Drones Improve Research in Canadian Arctic

Research posts

There is a portion of Manitoba, Canada, so remote it is only accessible by helicopter. This area is also widely acknowledged as the polar bear capital of the world, and is home to a variety of birds that breed in the Arctic, including snow geese and eiders. This past summer, a research team led by the University of North Dakota and the American Museum of Natural History brought a new tool to bear on their studies of this region: unmanned aerial systems (UAS), or drones.

Polar bears are plentiful in this remote region. © Susan Felege

Polar bears are plentiful in this remote region.

© Susan Felege


As part of the Hudson Bay Project, a collaborative research program that includes partners from the U.S. and Canada, the team conducted nearly 90 test flights from Wapusk National Park to find out if drones could be used to non-invasively study the overabundant geese in the region and their impact on the tundra landscape. The results were compelling, with a single unmanned aircraft generating more than 80,000 detailed images over the course of just two months.

A coastal photograph taken from the unmanned aircraft. © Hudson Bay Project

A coastal photograph taken from the unmanned aircraft.

© Hudson Bay Project


The researchers’ drone of choice is a 5.5-pound Styrofoam flyer that launches via catapult and takes photos at one-second intervals.
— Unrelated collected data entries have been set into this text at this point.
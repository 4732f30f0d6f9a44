//! JSON record parsing.

use std::collections::BTreeSet;

use serde_json::{Map, Value};

use thrust_model::CellValue;

use crate::error::{IngestError, Result};
use crate::table::RawTable;

/// Parses a JSON array of flat records, or a single flat record.
///
/// Record values must be strings, numbers, booleans or null; a single record
/// may also hold arrays, which are kept as their JSON text. Headers are the
/// keys of the first record in document order. Keys missing from later
/// records become null; keys absent from the first record are ignored.
pub fn parse_json(text: &str) -> Result<RawTable> {
    let document: Value = serde_json::from_str(text)?;
    let mut warnings = Vec::new();

    let records = match document {
        Value::Array(items) => {
            let mut records = Vec::with_capacity(items.len());
            for (idx, item) in items.into_iter().enumerate() {
                let record = match item {
                    Value::Object(record) => record,
                    other => {
                        return Err(IngestError::validation(format!(
                            "element {idx} is {}, expected an object",
                            kind(&other)
                        )));
                    }
                };
                check_record(&record, false, Some(idx))?;
                records.push(record);
            }
            records
        }
        Value::Object(record) => {
            check_record(&record, true, None)?;
            warnings.push("Single JSON object converted to array format".to_string());
            vec![record]
        }
        _ => {
            return Err(IngestError::validation(
                "JSON must be an object or array of objects",
            ));
        }
    };

    let headers: Vec<String> = records
        .first()
        .map(|record| record.keys().cloned().collect())
        .unwrap_or_default();

    let mut ignored: BTreeSet<&str> = BTreeSet::new();
    for record in records.iter().skip(1) {
        for key in record.keys() {
            if !headers.contains(key) {
                ignored.insert(key);
            }
        }
    }
    if !ignored.is_empty() {
        let names: Vec<&str> = ignored.into_iter().collect();
        warnings.push(format!(
            "Ignored fields not present in the first record: {}",
            names.join(", ")
        ));
    }

    let rows = records
        .iter()
        .map(|record| {
            headers
                .iter()
                .map(|header| record.get(header).map_or(CellValue::Null, to_cell))
                .collect()
        })
        .collect();

    tracing::debug!(columns = headers.len(), "parsed JSON records");

    Ok(RawTable {
        headers,
        rows,
        warnings,
    })
}

fn check_record(
    record: &Map<String, Value>,
    allow_arrays: bool,
    index: Option<usize>,
) -> Result<()> {
    for (key, value) in record {
        let allowed = match value {
            Value::Null | Value::Bool(_) | Value::Number(_) | Value::String(_) => true,
            Value::Array(_) => allow_arrays,
            Value::Object(_) => false,
        };
        if !allowed {
            let location = index.map_or_else(String::new, |idx| format!("record {idx}: "));
            return Err(IngestError::validation(format!(
                "{location}field '{key}' is {}, expected a string, number, boolean or null",
                kind(value)
            )));
        }
    }
    Ok(())
}

fn kind(value: &Value) -> &'static str {
    match value {
        Value::Null => "null",
        Value::Bool(_) => "a boolean",
        Value::Number(_) => "a number",
        Value::String(_) => "a string",
        Value::Array(_) => "an array",
        Value::Object(_) => "an object",
    }
}

fn to_cell(value: &Value) -> CellValue {
    match value {
        Value::Null => CellValue::Null,
        Value::Bool(flag) => CellValue::Bool(*flag),
        Value::Number(number) => number.as_f64().map_or(CellValue::Null, CellValue::Number),
        Value::String(text) => CellValue::Text(text.clone()),
        Value::Array(_) | Value::Object(_) => CellValue::Text(value.to_string()),
    }
}

#[cfg(test)]
mod tests {
    use super::*;

    #[test]
    fn array_of_records() {
        let table = parse_json(r#"[{"t":0,"thrust":1.5},{"t":0.1,"thrust":null}]"#).unwrap();
        assert_eq!(table.headers, vec!["t", "thrust"]);
        assert_eq!(table.rows[0], vec![CellValue::Number(0.0), CellValue::Number(1.5)]);
        assert_eq!(table.rows[1][1], CellValue::Null);
        assert!(table.warnings.is_empty());
    }

    #[test]
    fn headers_follow_document_order() {
        let table = parse_json(r#"[{"zeta":1,"alpha":2}]"#).unwrap();
        assert_eq!(table.headers, vec!["zeta", "alpha"]);
    }

    #[test]
    fn missing_keys_become_null_and_extra_keys_are_reported() {
        let table = parse_json(r#"[{"a":1,"b":2},{"a":3,"c":true}]"#).unwrap();
        assert_eq!(table.rows[1], vec![CellValue::Number(3.0), CellValue::Null]);
        assert_eq!(
            table.warnings,
            vec!["Ignored fields not present in the first record: c"]
        );
    }

    #[test]
    fn single_object_is_promoted() {
        let table = parse_json(r#"{"motor":"K550","samples":[1,2]}"#).unwrap();
        assert_eq!(table.rows.len(), 1);
        assert_eq!(table.rows[0][1], CellValue::Text("[1,2]".to_string()));
        assert_eq!(
            table.warnings,
            vec!["Single JSON object converted to array format"]
        );
    }

    #[test]
    fn nested_objects_are_rejected() {
        let err = parse_json(r#"[{"a":{"b":1}}]"#).unwrap_err();
        assert!(matches!(err, IngestError::Validation { .. }));
        assert!(err.to_string().contains("record 0: field 'a' is an object"));
    }

    #[test]
    fn arrays_inside_array_records_are_rejected() {
        let err = parse_json(r#"[{"a":[1]}]"#).unwrap_err();
        assert!(matches!(err, IngestError::Validation { .. }));
    }

    #[test]
    fn non_object_elements_are_rejected() {
        let err = parse_json("[1, 2]").unwrap_err();
        assert_eq!(
            err.to_string(),
            "invalid JSON structure: element 0 is a number, expected an object"
        );
    }

    #[test]
    fn scalar_documents_are_rejected() {
        let err = parse_json("42").unwrap_err();
        assert!(err.to_string().contains("JSON must be an object or array of objects"));
    }

    #[test]
    fn syntax_errors_keep_serde_detail() {
        let err = parse_json(r#"[{"a":1},"#).unwrap_err();
        assert!(matches!(err, IngestError::Json { .. }));
    }

    #[test]
    fn empty_array_yields_empty_table() {
        let table = parse_json("[]").unwrap();
        assert!(table.headers.is_empty());
        assert!(table.rows.is_empty());
    }
}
The images are then stitched together to form a picture of the ground below. The craft’s belly camera clearly captures snow geese and their goslings, different types of vegetation and damaged areas, and other bird species including sandhill cranes and bald eagles. 
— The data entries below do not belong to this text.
use anyhow::{Context, Result};
use comfy_table::modifiers::{UTF8_ROUND_CORNERS, UTF8_SOLID_INNER_BORDERS};
use comfy_table::presets::{UTF8_FULL, UTF8_FULL_CONDENSED};
use comfy_table::{Attribute, Cell, CellAlignment, Color, ContentArrangement, Table};
use serde::Serialize;

use thrust_cli::report::column_reports;
use thrust_core::{BatchResult, DriftStatus};
use thrust_model::ColumnRole;

use crate::types::{CompareResult, InspectResult};

pub fn print_json<T: Serialize>(value: &T) -> Result<()> {
    let text = serde_json::to_string_pretty(value).context("serialize output")?;
    println!("{text}");
    Ok(())
}

pub fn print_analysis(batch: &BatchResult) {
    if !batch.analyses.is_empty() {
        let mut table = Table::new();
        table.set_header(vec![
            header_cell("File"),
            header_cell("Rows"),
            header_cell("Time"),
            header_cell("Thrust"),
            header_cell("Peak (N)"),
            header_cell("Peak at (s)"),
            header_cell("Rise (s)"),
            header_cell("Burn (s)"),
            header_cell("Impulse (N·s)"),
            header_cell("Warnings"),
        ]);
        apply_summary_table_style(&mut table);
        for index in [1, 4, 5, 6, 7, 8, 9] {
            align_column(&mut table, index, CellAlignment::Right);
        }
        for analysis in &batch.analyses {
            let metrics = analysis.metrics.as_ref();
            let selection = analysis.selection.as_ref();
            table.add_row(vec![
                Cell::new(&analysis.file_name)
                    .fg(Color::Blue)
                    .add_attribute(Attribute::Bold),
                Cell::new(analysis.dataset.row_count()),
                text_cell(selection.map(|s| s.time.as_str())),
                text_cell(selection.map(|s| s.thrust.as_str())),
                number_cell(metrics.and_then(|m| m.peak_thrust), 2),
                number_cell(metrics.and_then(|m| m.peak_thrust_time), 3),
                number_cell(metrics.and_then(|m| m.rise_time), 3),
                number_cell(metrics.and_then(|m| m.burn_duration), 3),
                number_cell(metrics.and_then(|m| m.area_under_curve), 2),
                count_cell(analysis.all_warnings().len(), Color::Yellow),
            ]);
        }
        println!("{table}");
    }

    let warnings: Vec<(&str, String)> = batch
        .analyses
        .iter()
        .flat_map(|analysis| {
            analysis
                .all_warnings()
                .into_iter()
                .map(|warning| (analysis.file_name.as_str(), warning))
        })
        .collect();
    if !warnings.is_empty() {
        println!();
        println!("Warnings:");
        for (file, warning) in warnings {
            println!("- {file}: {warning}");
        }
    }
    print_errors(&batch.errors);
}

pub fn print_comparison(result: &CompareResult) {
    println!("Baseline: {}", result.drift.baseline);
    let mut table = Table::new();
    table.set_header(vec![
        header_cell("Metric"),
        header_cell("Run"),
        header_cell("Baseline"),
        header_cell("Value"),
        header_cell("Change"),
        header_cell("Change %"),
        header_cell("Status"),
    ]);
    apply_summary_table_style(&mut table);
    for index in 2..=5 {
        align_column(&mut table, index, CellAlignment::Right);
    }
    align_column(&mut table, 6, CellAlignment::Center);
    for comparison in &result.drift.comparisons {
        let baseline = comparison.values.first().copied().flatten();
        for (entry, value) in comparison.drift.iter().zip(comparison.values.iter().skip(1)) {
            table.add_row(vec![
                Cell::new(comparison.metric.to_string()),
                Cell::new(&entry.run),
                number_cell(baseline, 3),
                number_cell(*value, 3),
                Cell::new(format!("{:+.3}", entry.absolute_change)),
                Cell::new(format!("{:+.1}%", entry.percent_change)),
                status_cell(entry.status),
            ]);
        }
    }
    println!("{table}");

    println!();
    println!("Alignment ({}):", result.alignment);
    let mut table = Table::new();
    table.set_header(vec![
        header_cell("Run"),
        header_cell("Offset (s)"),
        header_cell("Start (s)"),
        header_cell("End (s)"),
    ]);
    apply_table_style(&mut table);
    for index in 1..=3 {
        align_column(&mut table, index, CellAlignment::Right);
    }
    for run in &result.aligned_runs {
        table.add_row(vec![
            Cell::new(&run.name),
            number_cell(Some(run.offset), 3),
            number_cell(run.start_time, 3),
            number_cell(run.end_time, 3),
        ]);
    }
    println!("{table}");
    print_errors(&result.batch.errors);
}

pub fn print_inspection(result: &InspectResult) {
    println!("File: {}", result.file_name);
    println!("Rows: {}", result.dataset.row_count());
    let mut table = Table::new();
    table.set_header(vec![
        header_cell("Column"),
        header_cell("Type"),
        header_cell("Confidence"),
        header_cell("Roles"),
    ]);
    apply_table_style(&mut table);
    align_column(&mut table, 2, CellAlignment::Right);
    for column in column_reports(&result.dataset, &result.roles) {
        let confidence = Cell::new(format!("{:.1}%", column.confidence * 100.0));
        table.add_row(vec![
            Cell::new(column.name),
            Cell::new(column.column_type.to_string()),
            if column.confidence < 0.5 {
                confidence.fg(Color::Yellow)
            } else {
                confidence
            },
            roles_cell(&column.roles),
        ]);
    }
    println!("{table}");
    if !result.dataset.warnings.is_empty() {
        println!();
        println!("Warnings:");
        for warning in &result.dataset.warnings {
            println!("- {warning}");
        }
    }
}

fn print_errors(errors: &[String]) {
    if !errors.is_empty() {
        eprintln!("Errors:");
        for error in errors {
            eprintln!("- {error}");
        }
    }
}

fn apply_table_style(table: &mut Table) {
    table
        .load_preset(UTF8_FULL_CONDENSED)
        .apply_modifier(UTF8_ROUND_CORNERS)
        .set_content_arrangement(ContentArrangement::Dynamic)
        .set_width(120);
}

fn apply_summary_table_style(table: &mut Table) {
    table
        .load_preset(UTF8_FULL)
        .apply_modifier(UTF8_ROUND_CORNERS)
        .apply_modifier(UTF8_SOLID_INNER_BORDERS)
        .set_content_arrangement(ContentArrangement::DynamicFullWidth)
        .set_width(165);
}

fn align_column(table: &mut Table, index: usize, alignment: CellAlignment) {
    if let Some(column) = table.column_mut(index) {
        column.set_cell_alignment(alignment);
    }
}

fn header_cell(label: &str) -> Cell {
    Cell::new(label)
        .fg(Color::Cyan)
        .add_attribute(Attribute::Bold)
}

fn number_cell(value: Option<f64>, precision: usize) -> Cell {
    match value {
        Some(value) => Cell::new(format!("{value:.precision$}")),
        None => dim_cell("-"),
    }
}

fn text_cell(value: Option<&str>) -> Cell {
    match value {
        Some(value) => Cell::new(value),
        None => dim_cell("-"),
    }
}

fn count_cell(count: usize, color: Color) -> Cell {
    if count > 0 {
        Cell::new(count).fg(color).add_attribute(Attribute::Bold)
    } else {
        dim_cell(count)
    }
}

fn status_cell(status: DriftStatus) -> Cell {
    match status {
        DriftStatus::Increase => Cell::new("▲ increase")
            .fg(Color::Green)
            .add_attribute(Attribute::Bold),
        DriftStatus::Decrease => Cell::new("▼ decrease")
            .fg(Color::Red)
            .add_attribute(Attribute::Bold),
        DriftStatus::Stable => dim_cell("stable"),
    }
}

fn roles_cell(roles: &[ColumnRole]) -> Cell {
    if roles.is_empty() {
        return dim_cell("-");
    }
    let names: Vec<&str> = roles.iter().copied().map(ColumnRole::as_str).collect();
    Cell::new(names.join(", ")).fg(Color::Blue)
}

fn dim_cell<T: ToString>(value: T) -> Cell {
    Cell::new(value).fg(Color::DarkGrey)
}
Snow geese near the drone's landing zone don't pay the aircraft much heed.  © Chris Felege

Snow geese near the drone's landing zone don't pay the aircraft much heed. 

© Chris Felege


The team found that the animals generally ignored the aircraft, even when they were in close proximity to the launch sites. That is important not only to the nature of the work, but also to the park managers and the indigenous people who have a “don't touch and don’t disturb” philosophy, says Robert Rockwell, a research associate in the Museum’s Department of Ornithology and a senior scientist of the Hudson Bay Project.

“Using UAS allows us to respect those wishes and cultural considerations,” he says.